*** Material to process ***

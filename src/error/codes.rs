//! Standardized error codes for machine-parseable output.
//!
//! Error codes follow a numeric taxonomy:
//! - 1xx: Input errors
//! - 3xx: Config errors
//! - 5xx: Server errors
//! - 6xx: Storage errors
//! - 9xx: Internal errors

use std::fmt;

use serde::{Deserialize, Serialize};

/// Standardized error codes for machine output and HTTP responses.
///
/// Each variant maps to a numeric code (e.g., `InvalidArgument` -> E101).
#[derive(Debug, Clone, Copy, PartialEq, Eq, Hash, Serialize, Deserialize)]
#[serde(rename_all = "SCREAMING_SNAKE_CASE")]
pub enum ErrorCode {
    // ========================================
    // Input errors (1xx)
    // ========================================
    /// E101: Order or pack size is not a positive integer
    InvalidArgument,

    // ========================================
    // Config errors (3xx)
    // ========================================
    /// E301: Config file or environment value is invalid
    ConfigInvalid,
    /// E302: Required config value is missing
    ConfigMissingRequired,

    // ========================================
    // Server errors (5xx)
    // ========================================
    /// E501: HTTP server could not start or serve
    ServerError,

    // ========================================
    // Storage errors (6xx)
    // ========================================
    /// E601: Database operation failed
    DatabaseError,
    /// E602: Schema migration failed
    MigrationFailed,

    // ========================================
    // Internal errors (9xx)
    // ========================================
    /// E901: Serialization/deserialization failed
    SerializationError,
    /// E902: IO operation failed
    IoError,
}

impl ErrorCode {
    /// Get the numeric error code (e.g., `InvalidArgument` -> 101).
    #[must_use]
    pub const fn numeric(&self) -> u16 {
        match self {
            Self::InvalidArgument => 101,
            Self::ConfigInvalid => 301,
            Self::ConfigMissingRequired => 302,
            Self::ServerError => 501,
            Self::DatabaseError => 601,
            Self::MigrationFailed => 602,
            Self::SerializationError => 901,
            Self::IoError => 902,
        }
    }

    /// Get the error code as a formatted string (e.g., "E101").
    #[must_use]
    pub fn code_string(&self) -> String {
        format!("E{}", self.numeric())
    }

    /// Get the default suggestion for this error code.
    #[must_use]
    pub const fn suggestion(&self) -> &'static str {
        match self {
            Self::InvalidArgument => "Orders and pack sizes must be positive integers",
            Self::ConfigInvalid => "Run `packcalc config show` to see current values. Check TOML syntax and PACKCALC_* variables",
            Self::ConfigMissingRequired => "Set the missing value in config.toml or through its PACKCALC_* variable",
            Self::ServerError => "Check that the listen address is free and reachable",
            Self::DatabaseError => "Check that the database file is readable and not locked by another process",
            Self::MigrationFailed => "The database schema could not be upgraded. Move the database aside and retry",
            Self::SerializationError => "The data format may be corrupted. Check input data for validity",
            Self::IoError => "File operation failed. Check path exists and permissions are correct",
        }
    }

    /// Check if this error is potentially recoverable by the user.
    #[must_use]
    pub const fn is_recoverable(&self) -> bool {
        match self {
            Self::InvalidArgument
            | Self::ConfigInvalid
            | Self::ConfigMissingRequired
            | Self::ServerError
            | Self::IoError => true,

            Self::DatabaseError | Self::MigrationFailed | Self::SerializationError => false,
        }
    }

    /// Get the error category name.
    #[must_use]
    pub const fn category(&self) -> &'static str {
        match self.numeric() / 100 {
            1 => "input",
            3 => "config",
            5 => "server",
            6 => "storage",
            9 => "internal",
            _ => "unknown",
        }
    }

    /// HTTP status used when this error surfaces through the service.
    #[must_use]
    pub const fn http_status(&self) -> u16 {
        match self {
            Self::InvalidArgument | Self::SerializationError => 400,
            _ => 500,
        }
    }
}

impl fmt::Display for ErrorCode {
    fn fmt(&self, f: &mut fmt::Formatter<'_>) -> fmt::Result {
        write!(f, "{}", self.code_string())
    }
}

*** End of Material to process ***
*** Material to process ***

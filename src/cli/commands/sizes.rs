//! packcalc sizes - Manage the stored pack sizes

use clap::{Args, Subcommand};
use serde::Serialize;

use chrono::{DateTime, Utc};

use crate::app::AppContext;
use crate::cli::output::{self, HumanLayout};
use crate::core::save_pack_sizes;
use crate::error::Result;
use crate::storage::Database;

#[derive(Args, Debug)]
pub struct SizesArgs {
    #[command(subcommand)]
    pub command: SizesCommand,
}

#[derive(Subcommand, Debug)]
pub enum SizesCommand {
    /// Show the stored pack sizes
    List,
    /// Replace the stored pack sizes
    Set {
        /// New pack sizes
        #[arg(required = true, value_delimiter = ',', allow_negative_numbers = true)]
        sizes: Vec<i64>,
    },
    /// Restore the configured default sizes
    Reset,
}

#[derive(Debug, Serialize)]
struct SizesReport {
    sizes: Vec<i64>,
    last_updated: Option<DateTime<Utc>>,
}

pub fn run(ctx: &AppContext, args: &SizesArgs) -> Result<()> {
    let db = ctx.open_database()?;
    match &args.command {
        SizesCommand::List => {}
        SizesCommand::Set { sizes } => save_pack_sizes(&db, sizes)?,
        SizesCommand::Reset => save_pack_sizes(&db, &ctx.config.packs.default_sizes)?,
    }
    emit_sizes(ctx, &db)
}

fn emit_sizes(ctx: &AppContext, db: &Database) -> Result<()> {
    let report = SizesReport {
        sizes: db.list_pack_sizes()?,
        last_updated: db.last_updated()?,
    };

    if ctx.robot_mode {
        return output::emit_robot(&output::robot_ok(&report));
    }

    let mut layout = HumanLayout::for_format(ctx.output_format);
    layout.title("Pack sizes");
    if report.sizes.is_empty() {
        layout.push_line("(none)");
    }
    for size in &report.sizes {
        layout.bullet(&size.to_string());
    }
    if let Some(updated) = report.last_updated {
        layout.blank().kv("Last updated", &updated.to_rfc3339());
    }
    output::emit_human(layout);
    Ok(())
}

*** End of Material to process ***
*** Material to process ***

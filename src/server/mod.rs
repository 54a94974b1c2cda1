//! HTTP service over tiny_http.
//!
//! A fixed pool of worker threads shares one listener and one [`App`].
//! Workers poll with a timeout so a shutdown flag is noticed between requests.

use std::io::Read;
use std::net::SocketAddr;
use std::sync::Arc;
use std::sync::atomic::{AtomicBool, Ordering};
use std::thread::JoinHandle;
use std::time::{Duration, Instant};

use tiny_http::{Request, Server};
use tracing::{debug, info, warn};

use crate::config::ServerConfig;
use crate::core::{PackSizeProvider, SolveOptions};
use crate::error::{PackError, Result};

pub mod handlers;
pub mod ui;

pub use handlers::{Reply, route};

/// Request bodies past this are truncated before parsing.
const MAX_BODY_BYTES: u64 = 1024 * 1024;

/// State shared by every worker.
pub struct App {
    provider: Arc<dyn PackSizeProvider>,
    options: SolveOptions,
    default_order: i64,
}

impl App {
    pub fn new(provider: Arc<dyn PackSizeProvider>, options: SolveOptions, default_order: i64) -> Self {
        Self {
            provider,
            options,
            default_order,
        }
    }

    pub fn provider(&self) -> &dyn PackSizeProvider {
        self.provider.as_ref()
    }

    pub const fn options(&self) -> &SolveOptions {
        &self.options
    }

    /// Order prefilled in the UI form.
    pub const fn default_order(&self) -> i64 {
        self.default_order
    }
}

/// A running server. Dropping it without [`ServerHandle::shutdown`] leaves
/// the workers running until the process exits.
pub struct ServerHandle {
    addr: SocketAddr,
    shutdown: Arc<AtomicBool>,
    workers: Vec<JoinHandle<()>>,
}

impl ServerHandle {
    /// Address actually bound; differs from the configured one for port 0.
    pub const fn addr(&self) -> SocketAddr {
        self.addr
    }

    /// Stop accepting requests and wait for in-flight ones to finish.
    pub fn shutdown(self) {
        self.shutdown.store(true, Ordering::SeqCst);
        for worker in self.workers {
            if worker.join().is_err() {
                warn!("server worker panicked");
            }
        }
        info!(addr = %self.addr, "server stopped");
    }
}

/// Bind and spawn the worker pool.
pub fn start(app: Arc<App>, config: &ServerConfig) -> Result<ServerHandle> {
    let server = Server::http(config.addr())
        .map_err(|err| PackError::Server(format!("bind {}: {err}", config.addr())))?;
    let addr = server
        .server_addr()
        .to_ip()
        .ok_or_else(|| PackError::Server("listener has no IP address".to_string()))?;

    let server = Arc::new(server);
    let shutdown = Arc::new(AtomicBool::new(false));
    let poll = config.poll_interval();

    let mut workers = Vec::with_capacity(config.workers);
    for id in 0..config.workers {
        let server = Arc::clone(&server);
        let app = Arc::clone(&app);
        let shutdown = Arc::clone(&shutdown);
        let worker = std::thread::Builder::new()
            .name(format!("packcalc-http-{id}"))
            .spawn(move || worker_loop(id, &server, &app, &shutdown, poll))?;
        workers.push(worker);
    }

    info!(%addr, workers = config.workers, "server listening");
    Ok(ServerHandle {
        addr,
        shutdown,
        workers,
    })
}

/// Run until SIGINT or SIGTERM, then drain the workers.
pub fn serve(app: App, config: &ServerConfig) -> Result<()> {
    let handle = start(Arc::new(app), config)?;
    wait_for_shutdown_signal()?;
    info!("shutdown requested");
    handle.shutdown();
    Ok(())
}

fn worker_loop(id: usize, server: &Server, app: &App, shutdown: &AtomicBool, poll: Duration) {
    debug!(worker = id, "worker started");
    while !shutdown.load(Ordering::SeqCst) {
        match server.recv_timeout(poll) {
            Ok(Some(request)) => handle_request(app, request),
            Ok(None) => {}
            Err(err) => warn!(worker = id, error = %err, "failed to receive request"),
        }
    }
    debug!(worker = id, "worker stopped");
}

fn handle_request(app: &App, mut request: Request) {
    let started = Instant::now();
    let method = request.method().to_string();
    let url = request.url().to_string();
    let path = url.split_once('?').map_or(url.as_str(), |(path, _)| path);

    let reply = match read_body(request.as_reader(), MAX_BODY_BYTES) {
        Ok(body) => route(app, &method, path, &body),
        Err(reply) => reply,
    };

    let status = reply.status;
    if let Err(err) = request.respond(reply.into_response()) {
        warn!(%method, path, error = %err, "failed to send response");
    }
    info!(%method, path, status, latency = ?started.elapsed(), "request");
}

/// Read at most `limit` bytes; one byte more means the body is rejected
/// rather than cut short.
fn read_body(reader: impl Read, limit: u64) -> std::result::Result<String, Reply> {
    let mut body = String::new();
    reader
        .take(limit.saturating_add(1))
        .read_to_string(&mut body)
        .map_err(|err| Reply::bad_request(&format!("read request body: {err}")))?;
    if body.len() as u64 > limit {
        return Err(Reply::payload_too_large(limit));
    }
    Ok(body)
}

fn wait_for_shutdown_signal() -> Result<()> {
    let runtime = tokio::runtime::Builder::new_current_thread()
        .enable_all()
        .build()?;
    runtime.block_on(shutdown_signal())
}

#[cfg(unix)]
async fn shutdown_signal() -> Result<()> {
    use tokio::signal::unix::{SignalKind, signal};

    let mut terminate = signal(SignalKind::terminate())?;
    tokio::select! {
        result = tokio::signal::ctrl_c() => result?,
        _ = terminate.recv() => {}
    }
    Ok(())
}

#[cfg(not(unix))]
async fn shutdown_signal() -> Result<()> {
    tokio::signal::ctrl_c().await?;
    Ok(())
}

*** End of Material to process ***

### Work to be completed
Your reply should hold every line from the data that contains "Duration", copied in full.

### Solution to this task
use std::time::{Duration, Instant};
fn worker_loop(id: usize, server: &Server, app: &App, shutdown: &AtomicBool, poll: Duration) {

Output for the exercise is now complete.